For Immediate Release

Vancouver, BC (August 15, 2001): Nobody I know likes to lose money on investments. Watching an investment that does not measure up to expectations can be a traumatic experience. It usually means that you were wrong about the investment analysis.

Adrian Mastracci, fee-only investment counsel and financial advisor with Vancouver's KCM Wealth Management, comments, "Making portfolio selections is not about always being right. Part of investing is about coming to grips with the prospects of being wrong. This experience touches us all, including the professionals."

"It is important to admit that you were wrong, and equally important to do something about it," notes Mastracci, "However, the doing something part is difficult for many investors. To illustrate the pain, I've developed the accompanying table called the threshold of discomfort."

Mastracci's table of discomfort unfolds like this:

Threshold of Discomfort

"The reasons for your loss are not important. The question is whether the loss is sufficient reason to reduce your investment position," says Mastracci, "If your strategy is not delivering on expectations, it may be time to act like a professional, take the loss and move on. This approach applies even more to portfolios whose core holdings are individual stocks."

"It's a catch-22," notes Mastracci, "Say you lose 50%, you have to gain 100% just to breakeven. If you lose 60%, you have to gain 150% to breakeven. That's quite a turnaround! So how many of these miracles have you experienced?"

Mastracci makes the following observations about incurring losses:

  • What is most detrimental to portfolios is not incurring losses; rather it's keeping them far too long.
  • Many investors cannot bring themselves to sell a loss position, often adding to it with the hope that it will bounce back to breakeven or better.
  • The turnaround either does not materialize or is long in coming -- either way the losses run unchecked.
  • As proof, many stocks have declined more than 60% from their highs in the last 18 months.
  • Astute portfolio managers have the nerve to admit to being wrong.
  • Being wrong does not make a bad portfolio manager; staying too long with the loss is the dilemma.
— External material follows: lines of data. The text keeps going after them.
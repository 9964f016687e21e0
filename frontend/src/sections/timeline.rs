use yew::prelude::*;

use crate::components::split_text::SplitText;
use crate::content::TIMELINE;
use crate::hooks::use_element_progress;
use crate::i18n::use_i18n;
use crate::motion::scroll::ScrollSpan;
use crate::motion::steps::{active_index, StepState};

#[function_component(Timeline)]
pub fn timeline() -> Html {
    let i18n = use_i18n();
    let section_ref = use_node_ref();
    let progress = use_element_progress(section_ref.clone(), ScrollSpan::Passing);
    let active = active_index(progress, TIMELINE.len());

    html! {
        <section id="about" class="section timeline-section" ref={section_ref}>
            <style>
                {r#"
                    .timeline-track {
                        position: relative;
                        display: grid;
                        gap: 3rem;
                    }
                    .timeline-path {
                        position: absolute;
                        top: 0;
                        bottom: 0;
                        left: 50%;
                        width: 4px;
                        height: 100%;
                        transform: translateX(-50%);
                        overflow: visible;
                    }
                    .timeline-path line {
                        stroke-width: 4;
                        stroke-linecap: round;
                    }
                    .timeline-path .path-base {
                        stroke: rgba(255, 255, 255, 0.08);
                    }
                    .timeline-path .path-fill {
                        stroke: url(#timeline-gradient);
                        stroke-dasharray: 1;
                    }
                    .milestone {
                        position: relative;
                        width: calc(50% - 3rem);
                        transition: opacity var(--transition-duration) ease, transform var(--transition-duration) ease;
                    }
                    .milestone:nth-child(odd) {
                        justify-self: start;
                        text-align: right;
                    }
                    .milestone:nth-child(even) {
                        justify-self: end;
                    }
                    .milestone.is-future {
                        opacity: 0.3;
                    }
                    .milestone.is-active .card {
                        border-color: rgba(0, 212, 255, 0.5);
                        box-shadow: 0 0 30px rgba(0, 212, 255, 0.25);
                        transform: scale(1.02);
                    }
                    .milestone-year {
                        display: inline-block;
                        padding: 0.4rem 1rem;
                        border-radius: 999px;
                        font-weight: 700;
                        background: rgba(255, 255, 255, 0.05);
                        margin-bottom: 1rem;
                    }
                    .milestone.is-active .milestone-year {
                        color: #00d4ff;
                        background: rgba(0, 212, 255, 0.15);
                    }
                    .milestone-check {
                        position: absolute;
                        top: 1rem;
                        right: 1rem;
                        color: #22c55e;
                    }
                    .timeline-dots {
                        position: sticky;
                        bottom: 2rem;
                        display: flex;
                        justify-content: center;
                        gap: 0.5rem;
                        margin-top: 3rem;
                    }
                    .timeline-dot {
                        width: 10px;
                        height: 10px;
                        border-radius: 999px;
                        background: rgba(255, 255, 255, 0.15);
                        transition: width 0.3s ease, background 0.3s ease;
                    }
                    .timeline-dot.is-past {
                        background: rgba(0, 212, 255, 0.5);
                    }
                    .timeline-dot.is-active {
                        width: 32px;
                        background: #00d4ff;
                    }
                    @media (max-width: 768px) {
                        .timeline-path {
                            left: 0.5rem;
                        }
                        .milestone, .milestone:nth-child(odd), .milestone:nth-child(even) {
                            width: auto;
                            justify-self: stretch;
                            text-align: left;
                            margin-left: 2rem;
                        }
                    }
                "#}
            </style>
            <div class="container">
                <header class="section-header">
                    <h2 class="section-title"><SplitText text={i18n.t("timeline.title")} /></h2>
                    <p class="section-subtitle">{i18n.t("timeline.subtitle")}</p>
                </header>
                <div class="timeline-track">
                    <svg class="timeline-path" viewBox="0 0 4 100" preserveAspectRatio="none" aria-hidden="true">
                        <defs>
                            <linearGradient id="timeline-gradient" x1="0" y1="0" x2="0" y2="1">
                                <stop offset="0%" stop-color="#00d4ff" />
                                <stop offset="100%" stop-color="#a855f7" />
                            </linearGradient>
                        </defs>
                        <line class="path-base" x1="2" y1="0" x2="2" y2="100" />
                        <line
                            class="path-fill"
                            x1="2" y1="0" x2="2" y2="100"
                            pathLength="1"
                            stroke-dashoffset={format!("{:.4}", 1.0 - progress)}
                        />
                    </svg>
                    {
                        TIMELINE.iter().enumerate().map(|(index, milestone)| {
                            let state = StepState::of(index, active);
                            html! {
                                <article class={classes!("milestone", state.class())} key={milestone.key}>
                                    <div class="card">
                                        <span class="milestone-year">{milestone.year}</span>
                                        <h3>{i18n.t(&format!("timeline.{}.title", milestone.key))}</h3>
                                        <p>{i18n.t(&format!("timeline.{}.description", milestone.key))}</p>
                                        if state == StepState::Past {
                                            <span class="milestone-check" aria-hidden="true">{"✓"}</span>
                                        }
                                    </div>
                                </article>
                            }
                        }).collect::<Html>()
                    }
                </div>
                <div class="timeline-dots" aria-hidden="true">
                    {
                        TIMELINE.iter().enumerate().map(|(index, milestone)| html! {
                            <span
                                key={milestone.key}
                                class={classes!("timeline-dot", StepState::of(index, active).class())}
                            />
                        }).collect::<Html>()
                    }
                </div>
            </div>
        </section>
    }
}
"We know that you can't stop all losses from happening to you," says Mastracci, "So how can you contain their impact on your portfolio?"
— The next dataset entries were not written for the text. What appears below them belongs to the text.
use std::fmt;
use std::str::FromStr;

pub struct CompanyInfo {
    pub name: &'static str,
    pub tagline: &'static str,
    pub ceo: &'static str,
    pub phone: &'static str,
    pub phone_link: &'static str,
    pub email: &'static str,
    pub email_link: &'static str,
    pub telegram: &'static str,
    pub telegram_link: &'static str,
    pub instagram: &'static str,
    pub instagram_link: &'static str,
}

pub const COMPANY: CompanyInfo = CompanyInfo {
    name: "Falcon Team",
    tagline: "Your Partner in the World of Trucking and Compliance",
    ceo: "Jasur Saynazimov",
    phone: "+1 (773) 832-7323",
    phone_link: "tel:+17738327323",
    email: "info@falcontm.org",
    email_link: "mailto:info@falcontm.org",
    telegram: "@falconteamus",
    telegram_link: "https://t.me/falconteamus",
    instagram: "@falconteam_eld",
    instagram_link: "https://instagram.com/falconteam_eld",
};

pub struct Stat {
    pub key: &'static str,
    pub value: u32,
    pub suffix: &'static str,
}

pub const STATS: [Stat; 4] = [
    Stat { key: "clients", value: 300, suffix: "+" },
    Stat { key: "trucks", value: 1500, suffix: "+" },
    Stat { key: "years", value: 7, suffix: "+" },
    Stat { key: "team", value: 50, suffix: "+" },
];

pub struct Milestone {
    pub year: &'static str,
    pub key: &'static str,
}

pub const TIMELINE: [Milestone; 5] = [
    Milestone { year: "2018", key: "2018" },
    Milestone { year: "2020", key: "2020" },
    Milestone { year: "2021", key: "2021" },
    Milestone { year: "2024", key: "2024" },
    Milestone { year: "2025", key: "2025" },
];

/// The services that have their own detail page.
#[derive(Clone, Copy, Debug, PartialEq, Eq, Hash)]
pub enum ServiceKey {
    Eld,
    Safety,
    Ifta,
    Accounting,
}

impl ServiceKey {
    pub const ALL: [ServiceKey; 4] = [
        ServiceKey::Eld,
        ServiceKey::Safety,
        ServiceKey::Ifta,
        ServiceKey::Accounting,
    ];

    pub fn as_str(self) -> &'static str {
        match self {
            ServiceKey::Eld => "eld",
            ServiceKey::Safety => "safety",
            ServiceKey::Ifta => "ifta",
            ServiceKey::Accounting => "accounting",
        }
    }

    pub fn icon(self) -> &'static str {
        match self {
            ServiceKey::Eld => "📡",
            ServiceKey::Safety => "🛡️",
            ServiceKey::Ifta => "📄",
            ServiceKey::Accounting => "📊",
        }
    }
}

impl fmt::Display for ServiceKey {
    fn fmt(&self, f: &mut fmt::Formatter<'_>) -> fmt::Result {
        f.write_str(self.as_str())
    }
}

#[derive(Clone, Debug, PartialEq, Eq)]
pub struct UnknownService(pub String);

impl FromStr for ServiceKey {
    type Err = UnknownService;

    fn from_str(key: &str) -> Result<Self, Self::Err> {
        ServiceKey::ALL
            .into_iter()
            .find(|service| service.as_str() == key)
            .ok_or_else(|| UnknownService(key.to_string()))
    }
}

pub struct Platform {
    pub key: &'static str,
    pub name: &'static str,
    pub accent: &'static str,
}

pub const PLATFORMS: [Platform; 2] = [
    Platform {
        key: "sba",
        name: "Clear Path ELD",
        accent: "#00d4ff",
    },
    Platform {
        key: "securePath",
        name: "Secure Path ELD",
        accent: "#a855f7",
    },
];

pub const INTEGRATIONS: [&str; 8] = [
    "Highway",
    "Macropoint",
    "Trucker Tools",
    "Project44",
    "Progressive",
    "TruckerCloud",
    "Terminal",
    "FourKites",
];

/// A keyed card with an emoji icon, used by the clients, values and
/// advantages grids.
#[derive(Debug, PartialEq, Eq)]
pub struct Tile {
    pub key: &'static str,
    pub icon: &'static str,
}

pub const CLIENT_SEGMENTS: &[Tile] = &[
    Tile { key: "ownerOperator", icon: "🚚" },
    Tile { key: "fleet", icon: "🚛" },
    Tile { key: "centralAsian", icon: "🌍" },
];

pub const VALUES: &[Tile] = &[
    Tile { key: "speed", icon: "⏱️" },
    Tile { key: "honesty", icon: "🤝" },
    Tile { key: "responsibility", icon: "🛡️" },
    Tile { key: "innovation", icon: "💡" },
];

pub const ADVANTAGES: &[Tile] = &[
    Tile { key: "support", icon: "🎧" },
    Tile { key: "platforms", icon: "🖥️" },
    Tile { key: "automation", icon: "⚙️" },
    Tile { key: "security", icon: "🔒" },
    Tile { key: "experience", icon: "🏅" },
    Tile { key: "quality", icon: "✅" },
];

#[cfg(test)]
mod tests {
    use super::*;

    #[test]
    fn service_keys_parse_back() {
        for service in ServiceKey::ALL {
            assert_eq!(service.as_str().parse::<ServiceKey>(), Ok(service));
        }
    }

    #[test]
    fn unknown_service_keys_are_rejected() {
        assert_eq!(
            "unknown-key".parse::<ServiceKey>(),
            Err(UnknownService("unknown-key".to_string()))
        );
        assert!("ELD".parse::<ServiceKey>().is_err());
        assert!("".parse::<ServiceKey>().is_err());
    }
}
Mastracci offers his approach to containing the impact of investment losses, which works well for him and his clients:

  • Don't get married to your investments.
  • Plan on some of your investments to result in losses.
  • Refer to the table, establish your personal threshold of discomfort and don't second guess yourself.
  • Investment merits are always primary considerations; tax implications are secondary.
  • Judge your investments on their appropriateness to achieve your long-term goals.
  • If the fundamentals change, take the loss and select other investments with upside potential.

"Investing is a game of probability," notes Mastracci, "Yes, you can bail out too early on a loss position. However, successful investing is about future expectations, not about hindsight."

"It's less painful to bail out, rather than to insist that you are right and then bail out later with bigger losses," suggests Mastracci, "Each loss that you incur started out as a very small loss. If you choose to ignore the situation, the painful problem does not usually go away."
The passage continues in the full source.